# Converting energy units

Documentation for the Wattwatchers API

V1.0.4 last updated 2 months ago on 2019/08/19

The Wattwatchers API returns energy usage data in Joules, which is a measure of energy. The benefit of providing data at in Joules is that it provides a fine level of granularity without conversion factors relating to decimal/floats which can be an issue when translating between systems.

Many of us are more familiar with measures like kilowatt hours (kWh), or need to convert energy values into a representation of power e.g. kilowatts (kW). Also, we often need to translate data coming out of the Wattwatchers API for input into, or comparison with data from, other systems that track energy as kWh, or represent loads as kW.

Thankfully, Joules can be converted into other units quite easily. This support note outlines the equations for converting the data provided by the API into the two units mentioned above—kWh (energy) and kW (power).

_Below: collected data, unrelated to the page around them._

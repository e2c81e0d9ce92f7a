//! Renders a filter tree as a deterministic one-line description.
//!
//! The output is `TAG(arg, ...)` with operands in tree order, which makes it
//! handy for logging and for comparing two trees regardless of their
//! representation.

use crate::{delegate::FilterDelegate, error::DelegateResult};
use chrono::{DateTime, Duration, Utc};
use filter_model::{DateRange, Distance, FunctionCall, OperatorTag, Value, Wkt};

#[derive(Debug, Clone, Copy, Default)]
pub struct TextDelegate;

impl TextDelegate {
    pub fn new() -> Self {
        Self
    }
}

fn render(tag: OperatorTag, args: &[String]) -> String {
    format!("{}({})", tag, args.join(", "))
}

fn with_case(tag: OperatorTag, property: &str, operand: String, match_case: bool) -> String {
    render(
        tag,
        &[
            property.to_string(),
            operand,
            format!("matchCase={match_case}"),
        ],
    )
}

fn quoted(pattern: &str) -> String {
    Value::from(pattern).to_string()
}

fn spatial(tag: OperatorTag, property: &str, geometry: &Wkt, distance: Option<&Distance>) -> String {
    let mut args = vec![property.to_string(), geometry.to_string()];
    if let Some(distance) = distance {
        args.push(distance.to_string());
    }
    render(tag, &args)
}

fn instant(tag: OperatorTag, property: &str, instant: &DateTime<Utc>) -> String {
    render(tag, &[property.to_string(), Value::Date(*instant).to_string()])
}

impl FilterDelegate for TextDelegate {
    type Output = String;

    fn name(&self) -> &str {
        "TextDelegate"
    }

    fn and(&mut self, operands: Vec<String>) -> DelegateResult<String> {
        Ok(render(OperatorTag::And, &operands))
    }

    fn or(&mut self, operands: Vec<String>) -> DelegateResult<String> {
        Ok(render(OperatorTag::Or, &operands))
    }

    fn not(&mut self, operand: String) -> DelegateResult<String> {
        Ok(render(OperatorTag::Not, &[operand]))
    }

    fn include(&mut self) -> DelegateResult<String> {
        Ok(OperatorTag::Include.to_string())
    }

    fn exclude(&mut self) -> DelegateResult<String> {
        Ok(OperatorTag::Exclude.to_string())
    }

    fn property_is_equal_to(
        &mut self,
        property: &str,
        literal: &Value,
        match_case: bool,
    ) -> DelegateResult<String> {
        Ok(with_case(
            OperatorTag::IsEqualTo,
            property,
            literal.to_string(),
            match_case,
        ))
    }

    fn property_is_not_equal_to(
        &mut self,
        property: &str,
        literal: &Value,
        match_case: bool,
    ) -> DelegateResult<String> {
        Ok(with_case(
            OperatorTag::IsNotEqualTo,
            property,
            literal.to_string(),
            match_case,
        ))
    }

    fn property_is_greater_than(
        &mut self,
        property: &str,
        literal: &Value,
        _match_case: bool,
    ) -> DelegateResult<String> {
        Ok(render(
            OperatorTag::IsGreaterThan,
            &[property.to_string(), literal.to_string()],
        ))
    }

    fn property_is_greater_than_or_equal_to(
        &mut self,
        property: &str,
        literal: &Value,
        _match_case: bool,
    ) -> DelegateResult<String> {
        Ok(render(
            OperatorTag::IsGreaterThanOrEqualTo,
            &[property.to_string(), literal.to_string()],
        ))
    }

    fn property_is_less_than(
        &mut self,
        property: &str,
        literal: &Value,
        _match_case: bool,
    ) -> DelegateResult<String> {
        Ok(render(
            OperatorTag::IsLessThan,
            &[property.to_string(), literal.to_string()],
        ))
    }

    fn property_is_less_than_or_equal_to(
        &mut self,
        property: &str,
        literal: &Value,
        _match_case: bool,
    ) -> DelegateResult<String> {
        Ok(render(
            OperatorTag::IsLessThanOrEqualTo,
            &[property.to_string(), literal.to_string()],
        ))
    }

    fn property_is_between(
        &mut self,
        property: &str,
        lower: &Value,
        upper: &Value,
    ) -> DelegateResult<String> {
        Ok(render(
            OperatorTag::IsBetween,
            &[property.to_string(), lower.to_string(), upper.to_string()],
        ))
    }

    fn property_is_like(
        &mut self,
        property: &str,
        pattern: &str,
        match_case: bool,
    ) -> DelegateResult<String> {
        Ok(with_case(
            OperatorTag::IsLike,
            property,
            quoted(pattern),
            match_case,
        ))
    }

    fn property_is_fuzzy(&mut self, property: &str, literal: &Value) -> DelegateResult<String> {
        Ok(render(
            OperatorTag::IsFuzzy,
            &[property.to_string(), literal.to_string()],
        ))
    }

    fn property_is_null(&mut self, property: &str) -> DelegateResult<String> {
        Ok(render(OperatorTag::IsNull, &[property.to_string()]))
    }

    fn beyond(&mut self, property: &str, geometry: &Wkt, distance: &Distance) -> DelegateResult<String> {
        Ok(spatial(OperatorTag::Beyond, property, geometry, Some(distance)))
    }

    fn contains(&mut self, property: &str, geometry: &Wkt) -> DelegateResult<String> {
        Ok(spatial(OperatorTag::Contains, property, geometry, None))
    }

    fn crosses(&mut self, property: &str, geometry: &Wkt) -> DelegateResult<String> {
        Ok(spatial(OperatorTag::Crosses, property, geometry, None))
    }

    fn disjoint(&mut self, property: &str, geometry: &Wkt) -> DelegateResult<String> {
        Ok(spatial(OperatorTag::Disjoint, property, geometry, None))
    }

    fn dwithin(&mut self, property: &str, geometry: &Wkt, distance: &Distance) -> DelegateResult<String> {
        Ok(spatial(OperatorTag::DWithin, property, geometry, Some(distance)))
    }

    fn intersects(&mut self, property: &str, geometry: &Wkt) -> DelegateResult<String> {
        Ok(spatial(OperatorTag::Intersects, property, geometry, None))
    }

    fn overlaps(&mut self, property: &str, geometry: &Wkt) -> DelegateResult<String> {
        Ok(spatial(OperatorTag::Overlaps, property, geometry, None))
    }

    fn touches(&mut self, property: &str, geometry: &Wkt) -> DelegateResult<String> {
        Ok(spatial(OperatorTag::Touches, property, geometry, None))
    }

    fn within(&mut self, property: &str, geometry: &Wkt) -> DelegateResult<String> {
        Ok(spatial(OperatorTag::Within, property, geometry, None))
    }

    fn nearest_neighbor(&mut self, property: &str, geometry: &Wkt) -> DelegateResult<String> {
        Ok(spatial(OperatorTag::NearestNeighbor, property, geometry, None))
    }

    fn after(&mut self, property: &str, at: &DateTime<Utc>) -> DelegateResult<String> {
        Ok(instant(OperatorTag::After, property, at))
    }

    fn before(&mut self, property: &str, at: &DateTime<Utc>) -> DelegateResult<String> {
        Ok(instant(OperatorTag::Before, property, at))
    }

    fn during(&mut self, property: &str, range: &DateRange) -> DelegateResult<String> {
        Ok(render(
            OperatorTag::During,
            &[property.to_string(), range.to_string()],
        ))
    }

    fn relative(&mut self, property: &str, duration: &Duration) -> DelegateResult<String> {
        Ok(render(
            OperatorTag::Relative,
            &[property.to_string(), duration.to_string()],
        ))
    }

    fn xpath_exists(&mut self, xpath: &str) -> DelegateResult<String> {
        Ok(render(OperatorTag::XPathExists, &[xpath.to_string()]))
    }

    fn xpath_is_like(&mut self, xpath: &str, pattern: &str, match_case: bool) -> DelegateResult<String> {
        Ok(with_case(
            OperatorTag::XPathIsLike,
            xpath,
            quoted(pattern),
            match_case,
        ))
    }

    fn xpath_is_fuzzy(&mut self, xpath: &str, literal: &Value) -> DelegateResult<String> {
        Ok(render(
            OperatorTag::XPathIsFuzzy,
            &[xpath.to_string(), literal.to_string()],
        ))
    }

    fn function(
        &mut self,
        call: &FunctionCall,
        literal: &Value,
        comparison: OperatorTag,
        match_case: bool,
    ) -> DelegateResult<String> {
        let mut args = vec![comparison.to_string(), call.to_string(), literal.to_string()];
        if matches!(comparison, OperatorTag::IsEqualTo | OperatorTag::IsNotEqualTo) {
            args.push(format!("matchCase={match_case}"));
        }
        Ok(render(OperatorTag::Function, &args))
    }
}

#[cfg(test)]
mod tests {
    use super::*;
    use crate::adapter::FilterAdapter;
    use chrono::TimeZone;
    use filter_model::{DistanceUnit, Expression, Filter, TemporalOperand};

    fn text(filter: &Filter) -> String {
        FilterAdapter::new().adapt(filter, &mut TextDelegate).unwrap()
    }

    #[test]
    fn test_logical_and_comparison() {
        let filter = Filter::and(vec![
            Filter::equal_to("title", "Foo", false),
            Filter::not(Filter::is_null("owner")),
            Filter::between("size", 1, 10),
        ]);
        assert_eq!(
            text(&filter),
            "AND(IS_EQUAL_TO(title, 'Foo', matchCase=false), NOT(IS_NULL(owner)), IS_BETWEEN(size, 1, 10))"
        );
        assert_eq!(text(&Filter::Include), "INCLUDE");
    }

    #[test]
    fn test_spatial_and_temporal() {
        let filter = Filter::buffered(
            OperatorTag::DWithin,
            "location",
            Wkt::parse("POINT (1 2)").unwrap(),
            Distance::new(10.0, DistanceUnit::Meters),
        );
        assert_eq!(text(&filter), "DWITHIN(location, POINT (1 2), 10m)");

        let filter = Filter::temporal(
            OperatorTag::Relative,
            "modified",
            TemporalOperand::Duration(Duration::seconds(60)),
        );
        assert_eq!(text(&filter), "RELATIVE(modified, PT60S)");

        let at = Utc.with_ymd_and_hms(2024, 3, 1, 12, 0, 0).unwrap();
        let filter = Filter::temporal(OperatorTag::Before, "created", TemporalOperand::Instant(at));
        assert_eq!(text(&filter), "BEFORE(created, '2024-03-01T12:00:00+00:00')");
    }

    #[test]
    fn test_function_and_xpath() {
        let filter = Filter::Compare {
            op: OperatorTag::IsEqualTo,
            left: Expression::function("lower", vec![Expression::property("title")]),
            right: Expression::literal("foo"),
            match_case: true,
        };
        assert_eq!(
            text(&filter),
            "FUNCTION(IS_EQUAL_TO, lower(title), 'foo', matchCase=true)"
        );

        let filter = Filter::Compare {
            op: OperatorTag::IsNotEqualTo,
            left: Expression::function("upper", vec![Expression::property("title")]),
            right: Expression::literal("FOO"),
            match_case: false,
        };
        assert_eq!(
            text(&filter),
            "FUNCTION(IS_NOT_EQUAL_TO, upper(title), 'FOO', matchCase=false)"
        );

        let filter = Filter::Compare {
            op: OperatorTag::IsGreaterThan,
            left: Expression::function("length", vec![Expression::property("title")]),
            right: Expression::literal(3),
            match_case: true,
        };
        assert_eq!(text(&filter), "FUNCTION(IS_GREATER_THAN, length(title), 3)");

        assert_eq!(
            text(&Filter::like("/metacard/title", "*", true)),
            "XPATH_EXISTS(/metacard/title)"
        );
        assert_eq!(
            text(&Filter::like("/metacard/title", "fo*", true)),
            "XPATH_IS_LIKE(/metacard/title, 'fo*', matchCase=true)"
        );
    }
}
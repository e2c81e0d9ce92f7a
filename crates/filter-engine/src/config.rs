use crate::error::ConfigError;
use serde::{Deserialize, Serialize};
use tracing::debug;

pub const DEFAULT_MAX_DEPTH: usize = 512;
pub const MAX_DEPTH_ENV: &str = "FILTER_MAX_DEPTH";

/// Function type for reading environment variables
pub type EnvGetter = fn(&str) -> Option<String>;

#[derive(Debug, Clone, PartialEq, Eq, Serialize, Deserialize)]
#[serde(default)]
pub struct AdapterConfig {
    /// Deepest tree the adapter will walk, counting nested function calls.
    pub max_depth: usize,
}

impl Default for AdapterConfig {
    fn default() -> Self {
        Self {
            max_depth: DEFAULT_MAX_DEPTH,
        }
    }
}

impl AdapterConfig {
    pub fn with_max_depth(max_depth: usize) -> Result<Self, ConfigError> {
        let config = Self { max_depth };
        config.validate()?;
        Ok(config)
    }

    /// Defaults overridden by `FILTER_MAX_DEPTH` when set.
    pub fn from_env() -> Result<Self, ConfigError> {
        Self::from_env_with(|key| std::env::var(key).ok())
    }

    pub fn from_env_with(env_getter: EnvGetter) -> Result<Self, ConfigError> {
        let mut config = Self::default();
        if let Some(raw) = env_getter(MAX_DEPTH_ENV) {
            config.max_depth = raw
                .trim()
                .parse::<usize>()
                .map_err(|_| ConfigError::EnvParseError {
                    var: MAX_DEPTH_ENV.to_string(),
                    value: raw.clone(),
                    expected_type: "unsigned integer".to_string(),
                })?;
            debug!("Using max_depth {} from {}", config.max_depth, MAX_DEPTH_ENV);
        }
        config.validate()?;
        Ok(config)
    }

    pub fn validate(&self) -> Result<(), ConfigError> {
        if self.max_depth == 0 {
            return Err(ConfigError::Invalid(
                "max_depth must be at least 1".to_string(),
            ));
        }
        Ok(())
    }
}

#[cfg(test)]
mod tests {
    use super::*;

    fn no_env(_key: &str) -> Option<String> {
        None
    }

    fn depth_env(key: &str) -> Option<String> {
        (key == MAX_DEPTH_ENV).then(|| " 64 ".to_string())
    }

    fn bad_env(_key: &str) -> Option<String> {
        Some("deep".to_string())
    }

    fn zero_env(_key: &str) -> Option<String> {
        Some("0".to_string())
    }

    #[test]
    fn test_defaults_without_env() {
        let config = AdapterConfig::from_env_with(no_env).unwrap();
        assert_eq!(config.max_depth, DEFAULT_MAX_DEPTH);
    }

    #[test]
    fn test_env_override() {
        let config = AdapterConfig::from_env_with(depth_env).unwrap();
        assert_eq!(config.max_depth, 64);
    }

    #[test]
    fn test_env_parse_error() {
        let err = AdapterConfig::from_env_with(bad_env).unwrap_err();
        assert!(matches!(err, ConfigError::EnvParseError { ref value, .. } if value == "deep"));
    }

    #[test]
    fn test_zero_depth_rejected() {
        assert!(matches!(
            AdapterConfig::from_env_with(zero_env),
            Err(ConfigError::Invalid(_))
        ));
        assert!(AdapterConfig::with_max_depth(0).is_err());
    }

    #[test]
    fn test_deserialize_partial() {
        let config: AdapterConfig = serde_json::from_str("{}").unwrap();
        assert_eq!(config, AdapterConfig::default());
        let config: AdapterConfig = serde_json::from_str(r#"{"max_depth": 8}"#).unwrap();
        assert_eq!(config.max_depth, 8);
    }
}
use crate::error::CliError;
use clap::Parser;
use commands::Commands;
use filter_engine::{AdapterConfig, FilterAdapter};
use filter_eval::{Record, evaluate};
use filter_model::Filter;
use tracing::{debug, info};
use tracing_subscriber::EnvFilter;

mod commands;
mod error;
mod output;

#[derive(Parser)]
#[command(
    name = "filterc",
    version = "0.1.0",
    about = "Translate and evaluate query filters"
)]
struct Cli {
    #[command(subcommand)]
    command: Commands,
}

fn main() -> Result<(), CliError> {
    // Initialize logger
    tracing_subscriber::fmt()
        .with_env_filter(
            EnvFilter::try_from_default_env().unwrap_or_else(|_| EnvFilter::new("info")),
        )
        .with_writer(std::io::stderr)
        .init();

    let cli = Cli::parse();

    match cli.command {
        Commands::Translate {
            input,
            format,
            max_depth,
        } => {
            let adapter = build_adapter(max_depth)?;
            let filter = load_filter(&input)?;
            info!("Translating {} as {:?}", input, format);
            println!("{}", output::render(&adapter, &filter, format)?);
        }
        Commands::Eval {
            input,
            record,
            max_depth,
        } => {
            let adapter = build_adapter(max_depth)?;
            let filter = load_filter(&input)?;
            let record = load_record(&record)?;
            let matched = evaluate(&adapter, &filter, &record)?;
            info!("Filter {} evaluated to {}", input, matched);
            println!("{matched}");
        }
    }

    Ok(())
}

fn build_adapter(max_depth: Option<usize>) -> Result<FilterAdapter, CliError> {
    let config = match max_depth {
        Some(depth) => AdapterConfig::with_max_depth(depth)?,
        None => AdapterConfig::from_env()?,
    };
    debug!("Adapter config: {:?}", config);
    Ok(FilterAdapter::with_config(config))
}

fn load_filter(path: &str) -> Result<Filter, CliError> {
    let source = std::fs::read_to_string(path)?;
    Ok(serde_json::from_str(&source)?)
}

fn load_record(path: &str) -> Result<Record, CliError> {
    let source = std::fs::read_to_string(path)?;
    let json: serde_json::Value = serde_json::from_str(&source)?;
    Ok(Record::try_from(json)?)
}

We'll demonstrate in two common programming languages, Javascript and python.

## Convert Joules to Kilowatt hours

In both examples, the datapoint from the API that we're demonstrating with is `eReal`

. However, this same principle applies to any value returned from the API as Joules.

Both Joules (J) and kilowatt hours (kWh) are measures of energy over time.

As such, the equation for converting between the two is quite straightforward.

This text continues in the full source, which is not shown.